# WHAT IS NEEDED:
Repeat the lines below exactly as written, please, from the line with "if let Some(failure)" to the line with "pub fn sent(&self)", both lines included, and no others.
Content starts
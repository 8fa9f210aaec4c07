//! Scripted doubles for the three external collaborators.

use std::collections::HashMap;
use std::collections::VecDeque;
use std::sync::Mutex;

use tdk_email::{Mailer, SendOutcome};
use tdk_fetcher::{OracleError, OracleObservation, OracleQuery, TranscriptOracle};
use tdk_llm::{GenerateRequest, Generation, LanguageModel, ModelError, ModelRef, ProviderKind};

// ---------------------------------------------------------------------------
// Oracle
// ---------------------------------------------------------------------------

type OracleScript = VecDeque<Result<OracleObservation, ScriptedOracleError>>;

/// Cloneable error script entry (OracleError itself is not Clone).
#[derive(Debug, Clone)]
pub enum ScriptedOracleError {
    Transport,
    Http(u16),
}

impl ScriptedOracleError {
    fn materialise(&self) -> OracleError {
        match self {
            ScriptedOracleError::Transport => {
                OracleError::Transport("scripted transport failure".to_string())
            }
            ScriptedOracleError::Http(status) => OracleError::Http {
                status: *status,
                message: "scripted".to_string(),
            },
        }
    }
}

/// Oracle double: per-identifier scripts consumed in order; an exhausted or
/// absent script answers `none`. Every call is counted.
#[derive(Default)]
pub struct ScriptedOracle {
    scripts: Mutex<HashMap<String, OracleScript>>,
    calls: Mutex<Vec<OracleQuery>>,
}

impl ScriptedOracle {
    pub fn new() -> Self {
        Self::default()
    }

    pub fn push(&self, identifier: &str, step: Result<OracleObservation, ScriptedOracleError>) {
        self.scripts
            .lock()
            .unwrap()
            .entry(identifier.to_string())
            .or_default()
            .push_back(step);
    }

    pub fn push_available(&self, identifier: &str, source_url: &str) {
        self.push(
            identifier,
            Ok(OracleObservation::Available {
                source_url: source_url.to_string(),
                event_date: None,
            }),
        );
    }

    pub fn call_count(&self) -> usize {
        self.calls.lock().unwrap().len()
    }

    pub fn calls_for(&self, identifier: &str) -> usize {
        self.calls
            .lock()
            .unwrap()
            .iter()
            .filter(|q| q.identifier == identifier)
            .count()
    }
}

#[async_trait::async_trait]
impl TranscriptOracle for ScriptedOracle {
    fn name(&self) -> &'static str {
        "scripted"
    }

    async fn check(&self, query: &OracleQuery) -> Result<OracleObservation, OracleError> {
        self.calls.lock().unwrap().push(query.clone());
        let step = self
            .scripts
            .lock()
            .unwrap()
            .get_mut(&query.identifier)
            .and_then(|s| s.pop_front());
        match step {
            Some(Ok(obs)) => Ok(obs),
            Some(Err(e)) => Err(e.materialise()),
            None => Ok(OracleObservation::None),
        }
    }
}

// ---------------------------------------------------------------------------
// Language model
// ---------------------------------------------------------------------------

#[derive(Debug, Clone)]
pub enum ScriptedModelError {
    Transient,
    Permanent,
}

/// Model double: scripted failures consumed first, then canned generations.
pub struct ScriptedModel {
    model_ref: ModelRef,
    failures: Mutex<VecDeque<ScriptedModelError>>,
    prompts: Mutex<Vec<String>>,
}

impl Default for ScriptedModel {
    fn default() -> Self {
        Self::new()
    }
}

impl ScriptedModel {
    pub fn new() -> Self {
        ScriptedModel {
            model_ref: ModelRef {
                provider: ProviderKind::OpenAiCompatible,
                model_id: "scripted-model".to_string(),
                revision: Some("r1".to_string()),
            },
            failures: Mutex::new(VecDeque::new()),
            prompts: Mutex::new(Vec::new()),
        }
    }

    pub fn push_failure(&self, failure: ScriptedModelError) {
        self.failures.lock().unwrap().push_back(failure);
    }

    pub fn prompts(&self) -> Vec<String> {
        self.prompts.lock().unwrap().clone()
    }

    pub fn call_count(&self) -> usize {
        self.prompts.lock().unwrap().len()
    }
}

#[async_trait::async_trait]
impl LanguageModel for ScriptedModel {
    fn model_ref(&self) -> &ModelRef {
        &self.model_ref
    }

    async fn generate(&self, req: &GenerateRequest) -> Result<Generation, ModelError> {
        self.prompts.lock().unwrap().push(req.prompt.clone());
        if let Some(failure) = self.failures.lock().unwrap().pop_front() {
            return Err(match failure {
                ScriptedModelError::Transient => ModelError::Http {
                    status: 503,
                    message: "scripted overload".to_string(),
                },
                ScriptedModelError::Permanent => {
                    ModelError::Config("scripted invalid prompt".to_string())
                }
            });
        }
        Ok(Generation {
            output_text: format!("Scripted summary ({} input chars).", req.input_text.len()),
            tokens_in: (req.input_text.len() / 4) as i64,
            tokens_out: 64,
            cost_microusd: 42,
        })
    }
}

// ---------------------------------------------------------------------------
// Mailer
// ---------------------------------------------------------------------------

#[derive(Debug, Clone)]
pub struct SentEmail {
    pub to: String,
    pub subject: String,
}

/// Mailer double: scripted outcomes consumed first, then every send
/// succeeds. Successful sends are recorded.
#[derive(Default)]
pub struct RecordingMailer {
    outcomes: Mutex<VecDeque<SendOutcome>>,
    sent: Mutex<Vec<SentEmail>>,
}

impl RecordingMailer {
    pub fn new() -> Self {
        Self::default()
    }

    pub fn push_outcome(&self, outcome: SendOutcome) {
        self.outcomes.lock().unwrap().push_back(outcome);
    }

    pub fn sent(&self) -> Vec<SentEmail> {
        self.sent.lock().unwrap().clone()
    }
}

#[async_trait::async_trait]
impl Mailer for RecordingMailer {
    async fn send(&self, to: &str, subject: &str, _body_html: &str) -> SendOutcome {
        if let Some(outcome) = self.outcomes.lock().unwrap().pop_front() {
            return outcome;
        }
        self.sent.lock().unwrap().push(SentEmail {
            to: to.to_string(),
            subject: subject.to_string(),
        });
        SendOutcome::Sent
    }
}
Content ends
# YOUR RESPONSE:
        if let Some(failure) = self.failures.lock().unwrap().pop_front() {
            return Err(match failure {
                ScriptedModelError::Transient => ModelError::Http {
                    status: 503,
                    message: "scripted overload".to_string(),
                },
                ScriptedModelError::Permanent => {
                    ModelError::Config("scripted invalid prompt".to_string())
                }
            });
        }
        Ok(Generation {
            output_text: format!("Scripted summary ({} input chars).", req.input_text.len()),
            tokens_in: (req.input_text.len() / 4) as i64,
            tokens_out: 64,
            cost_microusd: 42,
        })
    }
}

// ---------------------------------------------------------------------------
// Mailer
// ---------------------------------------------------------------------------

#[derive(Debug, Clone)]
pub struct SentEmail {
    pub to: String,
    pub subject: String,
}

/// Mailer double: scripted outcomes consumed first, then every send
/// succeeds. Successful sends are recorded.
#[derive(Default)]
pub struct RecordingMailer {
    outcomes: Mutex<VecDeque<SendOutcome>>,
    sent: Mutex<Vec<SentEmail>>,
}

impl RecordingMailer {
    pub fn new() -> Self {
        Self::default()
    }

    pub fn push_outcome(&self, outcome: SendOutcome) {
        self.outcomes.lock().unwrap().push_back(outcome);
    }

    pub fn sent(&self) -> Vec<SentEmail> {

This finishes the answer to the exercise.